Task statement>
In the listing below, find each line holding "MergeKernelSynthesizer" and copy it.

Provided records>
____________

use tracing::{debug, instrument};

use crate::stitching::common::{Result, StitchError};
use crate::stitching::tables::CamIdEntry;

use super::helpers::{MEDIA_OPS_PRAGMAS, MERGE_UNPACK_RGB4, MERGE_UNPACK_RGB6, UNPACK_U8X4};
use super::types::{KernelProgram, KernelSynthesizer, MergeKernelConfig, PixelFormat, WeightFormat};

pub const MERGE_KERNEL_NAME: &str = "merge";
pub const MERGE_LOCAL_WORK: [usize; 2] = [8, 8];

/// Output pixels handled by one merge work item.
pub const MERGE_PIXELS_PER_ITEM: u32 = 4;

const DIRECT_8BIT: &str = "    fa.s0123 += amd_unpack(pRGBX_in.s0);\n\
    fa.s4567 += amd_unpack(pRGBX_in.s1);\n\
    fa.s89AB += amd_unpack(pRGBX_in.s2);\n\
    fa.sCDEF += amd_unpack(pRGBX_in.s3);\n";

const WEIGHTED_8BIT: &str = "fa.s0123 = mad((float4)weights.s0, amd_unpack(pRGBX_in.s0), fa.s0123); \
fa.s4567 = mad((float4)weights.s1, amd_unpack(pRGBX_in.s1), fa.s4567); \
fa.s89AB = mad((float4)weights.s2, amd_unpack(pRGBX_in.s2), fa.s89AB); \
fa.sCDEF = mad((float4)weights.s3, amd_unpack(pRGBX_in.s3), fa.sCDEF);\n";

/// Generates the merge kernel, which blends the warped camera images into the
/// final output using the camera selection tables and the weight maps.
#[derive(Debug, Default, Clone, Copy)]
pub struct MergeKernelSynthesizer;

impl MergeKernelSynthesizer {
    pub fn new() -> Self {
        Self
    }

    /// Global work size covering a `width` x `height` output.
    pub fn global_work(&self, width: u32, height: u32) -> Vec<usize> {
        let items = work_items(width, height);
        items
            .iter()
            .zip(MERGE_LOCAL_WORK)
            .map(|(&n, local)| (n as usize + local - 1) & !(local - 1))
            .collect()
    }

    fn validate(&self, config: &MergeKernelConfig) -> Result<()> {
        let input = config.input_format;
        let output = config.output_format;
        if config.width == 0 || config.height == 0 {
            return Err(StitchError::InvalidDimensions(config.width as usize, config.height as usize));
        }
        let supported = match input {
            PixelFormat::Rgbx => !output.is_15bit(),
            PixelFormat::Rgb4 | PixelFormat::Rgb6 => output.is_15bit(),
            PixelFormat::Rgb => false,
        };
        if !supported {
            return Err(StitchError::UnsupportedConfiguration(format!(
                "merge cannot blend {input} input into {output} output"
            )));
        }
        if config.weight_format == WeightFormat::S16 && !output.is_15bit() {
            return Err(StitchError::UnsupportedConfiguration(format!(
                "S16 weight maps need a 15-bit output, got {output}"
            )));
        }
        Ok(())
    }

    fn signature(&self, config: &MergeKernelConfig) -> String {
        let [items_x, items_y] = work_items(config.width, config.height);
        let [local_x, local_y] = MERGE_LOCAL_WORK;
        format!(
            "__kernel __attribute__((reqd_work_group_size({local_x}, {local_y}, 1)))\n\
             void {MERGE_KERNEL_NAME}(uint camID0_img_width, uint camID0_img_height, __global uchar * camID0_img_buf, uint camID0_img_stride, uint camID0_img_offset,\n\
             \x20       uint camID1_img_width, uint camID1_img_height, __global uchar * camID1_img_buf, uint camID1_img_stride, uint camID1_img_offset,\n\
             \x20       uint camID2_img_width, uint camID2_img_height, __global uchar * camID2_img_buf, uint camID2_img_stride, uint camID2_img_offset,\n\
             \x20       uint ip_width, uint ip_height, __global uchar * ip_buf, uint ip_stride, uint ip_offset,\n\
             \x20       uint wt_width, uint wt_height, __global uchar * wt_buf, uint wt_stride, uint wt_offset,\n\
             \x20       uint op_width, uint op_height, __global uchar * op_buf, uint op_stride, uint op_offset)\n\
             {{\n\
             \x20 int gx = get_global_id(0);\n\
             \x20 int gy = get_global_id(1);\n\
             \x20 float weight_mul_factor = {:.10};\n\
             \x20 if ((gx < {items_x}) && (gy < {items_y})) {{\n\
             \x20 camID0_img_buf += camID0_img_offset + gy * camID0_img_stride + (gx >> 1);\n\
             \x20 uchar camIdSelect = *(__global uchar *)camID0_img_buf;\n\
             \x20 float4 weights;\n",
            config.weight_format.mul_factor()
        )
    }
}

impl KernelSynthesizer for MergeKernelSynthesizer {
    type Config = MergeKernelConfig;

    #[instrument(skip_all, fields(input = %config.input_format, output = %config.output_format))]
    fn synthesize(&self, config: &MergeKernelConfig) -> Result<KernelProgram> {
        self.validate(config)?;
        let reader = BlendReader {
            input: config.input_format,
            weights: config.weight_format,
        };

        let mut source = String::from(MEDIA_OPS_PRAGMAS);
        source.push_str(match (config.output_format.is_15bit(), config.input_format) {
            (false, _) => UNPACK_U8X4,
            (true, PixelFormat::Rgb6) => MERGE_UNPACK_RGB6,
            (true, _) => MERGE_UNPACK_RGB4,
        });
        if !config.output_format.is_15bit() {
            source.push('\n');
        }
        source.push_str(&self.signature(config));
        source.push_str(&reader.declarations());
        source.push_str(&reader.direct());
        source.push_str(&reader.blend());
        source.push_str(store(config.output_format));

        let global_work = self.global_work(config.width, config.height);
        debug!(?global_work, bytes = source.len(), "Synthesized merge kernel");
        Ok(KernelProgram {
            name: MERGE_KERNEL_NAME.to_string(),
            source,
            build_options: String::new(),
            work_dim: 2,
            global_work,
            local_work: MERGE_LOCAL_WORK.to_vec(),
        })
    }
}

fn work_items(width: u32, height: u32) -> [u32; 2] {
    [width.div_ceil(MERGE_PIXELS_PER_ITEM), height]
}

/// Reads and accumulates the four input pixels of a work item.
struct BlendReader {
    input: PixelFormat,
    weights: WeightFormat,
}

impl BlendReader {
    fn declarations(&self) -> String {
        let mut code = String::new();
        match self.input {
            PixelFormat::Rgb6 | PixelFormat::Rgb4 => {
                code.push_str("  float8 fa1 = (float8)0; float4 fa2 = (float4)0;\n");
                if self.weights == WeightFormat::S16 {
                    code.push_str("  uint2 weights_in;\n");
                }
                code.push_str(if self.input == PixelFormat::Rgb6 {
                    "  uint8 pRGBX_in;\n"
                } else {
                    "  uint4 pRGB_in0; uint2 pRGB_in1;\n"
                });
            }
            _ => code.push_str("  float16 fa = 0;\n  uint4 pRGB_out; uint4 pRGBX_in;\n"),
        }
        code
    }

    fn load(&self, camera: &str, indent: &str) -> String {
        let row = format!("(ip_buf + ip_offset + ((gy + op_height * {camera}) * ip_stride)");
        match self.input {
            PixelFormat::Rgb6 => format!("{indent}pRGBX_in = *(__global uint8 *) {row} + (gx << 5));\n"),
            PixelFormat::Rgb4 => format!(
                "{indent}pRGB_in0 = *(__global uint4 *) {row} + (gx * 24));\n\
                 {indent}pRGB_in1 = *(__global uint2 *) {row} + (gx * 24) + 16);\n"
            ),
            _ => format!("{indent}pRGBX_in = *(__global uint4 *) {row} + (gx << 4));\n"),
        }
    }

    fn clear(&self) -> &'static str {
        match self.input {
            PixelFormat::Rgb6 => "pRGBX_in = (uint8)0;",
            PixelFormat::Rgb4 => "pRGB_in0 = (uint4)0; pRGB_in1 = (uint2)0;",
            _ => "pRGBX_in = (uint4)0;",
        }
    }

    fn load_weights(&self, indent: &str) -> String {
        let row = "(wt_buf + wt_offset + ((gy + op_height * camId) * wt_stride)";
        let read = match self.weights {
            WeightFormat::U8 => format!("{indent}weights = convert_float4(*(__global uchar4 *) {row} + (gx << 2)));\n"),
            WeightFormat::S16 => format!(
                "{indent}weights_in = *(__global uint2 *) {row} + (gx << 3));\n\
                 {indent}weights = (float4)((weights_in.s0 & 0x7fff), ((weights_in.s0 >> 16) & 0x7fff), \
                 (weights_in.s1 & 0x7fff), ((weights_in.s1 >> 16) & 0x7fff));\n"
            ),
        };
        read + &format!("{indent}weights *= weight_mul_factor;\n")
    }

    /// Lanes of the four pixels as (accumulator, value) pairs in channel order.
    fn lanes(&self) -> [(&'static str, String); 5] {
        let (a, b, c, d, e, f) = match self.input {
            PixelFormat::Rgb6 => ("pRGBX_in.s0", "pRGBX_in.s1", "pRGBX_in.s2", "pRGBX_in.s3", "pRGBX_in.s4", "pRGBX_in.s5"),
            _ => ("pRGB_in0.s0", "pRGB_in0.s1", "pRGB_in0.s1", "pRGB_in0.s2", "pRGB_in0.s3", "pRGB_in1.s0"),
        };
        let (first, second, last) = match self.input {
            PixelFormat::Rgb6 => ("amd_unpack", "amd_unpack", "amd_unpack(pRGBX_in.s6,pRGBX_in.s7)".to_string()),
            _ => ("amd_unpackA", "amd_unpackB", "amd_unpackB(pRGB_in1.s0,pRGB_in1.s1)".to_string()),
        };
        [
            ("fa1.s012", format!("{first}({a},{b})")),
            ("fa1.s345", format!("{second}({c},{d})")),
            (
                "fa1.s67",
                format!("(float2)(clamp((float)({e} & 0x7fff),0.0f,32767.0f), clamp((float)(({e} >> 16) & 0x7fff),0.0f,32767.0f))"),
            ),
            ("fa2.s0", format!("clamp((float)({f} & 0x7fff),0.0f,32767.0f)")),
            ("fa2.s123", last),
        ]
    }

    fn accumulate_direct(&self) -> String {
        if !self.input.is_15bit() {
            return DIRECT_8BIT.to_string();
        }
        self.lanes()
            .iter()
            .map(|(acc, value)| format!("    {acc:<8} += {value};\n"))
            .collect()
    }

    fn accumulate_weighted(&self, indent: &str) -> String {
        if !self.input.is_15bit() {
            return format!("{indent}{WEIGHTED_8BIT}");
        }
        // weights.sN scales pixel N; pixel 2 straddles fa1.s67 and fa2.s0
        let scales = ["(float3)weights.s0", "(float3)weights.s1", "(float2)weights.s2", "weights.s2", "(float3)weights.s3"];
        self.lanes()
            .iter()
            .zip(scales)
            .map(|((acc, value), scale)| format!("{indent}{acc:<8} = mad({scale}, {value}, {acc});\n"))
            .collect()
    }

    fn direct(&self) -> String {
        format!(
            "  if(camIdSelect < 31) {{\n{}{}  }}\n",
            self.load("camIdSelect", "    "),
            self.accumulate_direct()
        )
    }

    /// Weighted sum over the camera ids of the two group tables.
    fn blend(&self) -> String {
        let mut code = String::from(
            "  else if(camIdSelect > 31) {\n\
             \x20   camID1_img_buf += camID1_img_offset + gy * camID1_img_stride + ((gx >> 1) << 2);\n\
             \x20   uchar4 camGroup = *(__global uchar4 *)camID1_img_buf;\n\
             \x20   uchar camId;\n",
        );
        for slot in 0..CamIdEntry::MAX_BLEND {
            let lane = slot % 3;
            let gated = slot >= 2;
            let indent = if gated { "      " } else { "    " };
            if gated {
                code.push_str(&format!(
                    "    if(camIdSelect > {}) {{\n",
                    CamIdEntry::BLEND_BASE as usize + slot
                ));
            }
            if slot == 3 {
                code.push_str(
                    "      camID2_img_buf += camID2_img_offset + gy * camID2_img_stride + ((gx >> 1) << 2);\n\
                     \x20     camGroup = *(__global uchar4 *)camID2_img_buf;\n",
                );
            }
            code.push_str(&format!("{indent}camId = camGroup.s{lane};\n"));
            if slot == 0 {
                code.push_str(&format!("{indent}{} weights = (float4)0;\n", self.clear()));
            } else {
                code.push_str(&format!("{indent}weights = (float4)0;\n"));
            }
            let inner = format!("{indent}  ");
            code.push_str(&format!("{indent}if (camId < 31) {{\n"));
            code.push_str(&self.load("camId", &inner));
            code.push_str(&self.load_weights(&inner));
            code.push_str(&format!("{indent}}}\n"));
            code.push_str(&self.accumulate_weighted(indent));
            if gated {
                code.push_str("    }\n");
            }
        }
        code.push_str("  }\n\n");
        code
    }
}

fn store(output: PixelFormat) -> &'static str {
    match output {
        PixelFormat::Rgb => concat!(
            "  pRGB_out.s0 = amd_pack(fa.s0124); pRGB_out.s1 = amd_pack(fa.s5689); pRGB_out.s2 = amd_pack(fa.sACDE);\n",
            "  if(camIdSelect != 31) {\n",
            "    op_buf += op_offset + gy * op_stride + gx * 12;\n",
            "    vstore3(pRGB_out.s012, 0, (__global uint *) op_buf);\n",
            "    }\n",
            "  }\n",
            "}"
        ),
        PixelFormat::Rgbx => concat!(
            "  uint Xmask = 0xff000000;\n",
            "  pRGB_out.s0 = amd_pack(fa.s0123); pRGB_out.s0 |= Xmask;\n",
            "  pRGB_out.s1 = amd_pack(fa.s4567); pRGB_out.s1 |= Xmask;\n",
            "  pRGB_out.s2 = amd_pack(fa.s89AB); pRGB_out.s2 |= Xmask;\n",
            "  pRGB_out.s3 = amd_pack(fa.sCDEF); pRGB_out.s3 |= Xmask;\n",
            "  if(camIdSelect != 31) {\n",
            "    op_buf += op_offset + gy * op_stride + (gx << 4);\n",
            "    *(__global uint4 *) op_buf = pRGB_out;\n",
            "    }\n",
            "  }\n",
            "}"
        ),
        PixelFormat::Rgb4 => concat!(
            "  uint4 pRGB_out0; uint2 pRGB_out1;\n",
            "  pRGB_out0.s0 = (( (uint) clamp(fa1.s1,0.0f,32767.0f))<<16)+ (uint) clamp(fa1.s0,0.0f,32767.0f);\n",
            "  pRGB_out0.s1 = (( (uint) clamp(fa1.s3,0.0f,32767.0f))<<16)+ (uint) clamp(fa1.s2,0.0f,32767.0f);\n",
            "  pRGB_out0.s2 = (( (uint) clamp(fa1.s5,0.0f,32767.0f))<<16)+ (uint) clamp(fa1.s4,0.0f,32767.0f);\n",
            "  pRGB_out0.s3 = (( (uint) clamp(fa1.s7,0.0f,32767.0f))<<16)+ (uint) clamp(fa1.s6,0.0f,32767.0f);\n",
            "  pRGB_out1.s0 = (( (uint) clamp(fa2.s1,0.0f,32767.0f))<<16)+ (uint) clamp(fa2.s0,0.0f,32767.0f);\n",
            "  pRGB_out1.s1 = (( (uint) clamp(fa2.s3,0.0f,32767.0f))<<16)+ (uint) clamp(fa2.s2,0.0f,32767.0f);\n",
            "  if(camIdSelect != 31) {\n",
            "    op_buf += op_offset + gy * op_stride + gx * 24;\n",
            "    vstore4(pRGB_out0, 0, (__global uint *) op_buf);\n",
            "    vstore2(pRGB_out1, 0, (__global uint *) (op_buf+16));\n",
            "    }\n",
            "  }\n",
            "}"
        ),
        PixelFormat::Rgb6 => concat!(
            "  uint8 pRGB_out;\n",
            "  uint Xmask = 0x7fff0000;\n",
            "  pRGB_out.s0 = (( (uint) clamp(fa1.s1,0.0f,32767.0f))<<16)+ (uint) clamp(fa1.s0,0.0f,32767.0f);\n",
            "  pRGB_out.s1 = Xmask | (uint) clamp(fa1.s2,0.0f,32767.0f);\n",
            "  pRGB_out.s2 = (( (uint) clamp(fa1.s4,0.0f,32767.0f))<<16)+ (uint) clamp(fa1.s3,0.0f,32767.0f);\n",
            "  pRGB_out.s3 = Xmask | (uint) clamp(fa1.s5,0.0f,32767.0f);\n",
            "  pRGB_out.s4 = (( (uint) clamp(fa1.s7,0.0f,32767.0f))<<16)+ (uint) clamp(fa1.s6,0.0f,32767.0f);\n",
            "  pRGB_out.s5 = Xmask | (uint) clamp(fa2.s0,0.0f,32767.0f);\n",
            "  pRGB_out.s6 = (( (uint) clamp(fa2.s2,0.0f,32767.0f))<<16)+ (uint) clamp(fa2.s1,0.0f,32767.0f);\n",
            "  pRGB_out.s7 = Xmask | (uint) clamp(fa2.s3,0.0f,32767.0f);\n",
            "  if(camIdSelect != 31) {\n",
            "    op_buf += op_offset + gy * op_stride + (gx << 5);\n",
            "    *(__global uint8 *) op_buf = pRGB_out;\n",
            "    }\n",
            "  }\n",
            "}"
        ),
    }
}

____________

Task answer>
pub struct MergeKernelSynthesizer;
impl MergeKernelSynthesizer {
impl KernelSynthesizer for MergeKernelSynthesizer {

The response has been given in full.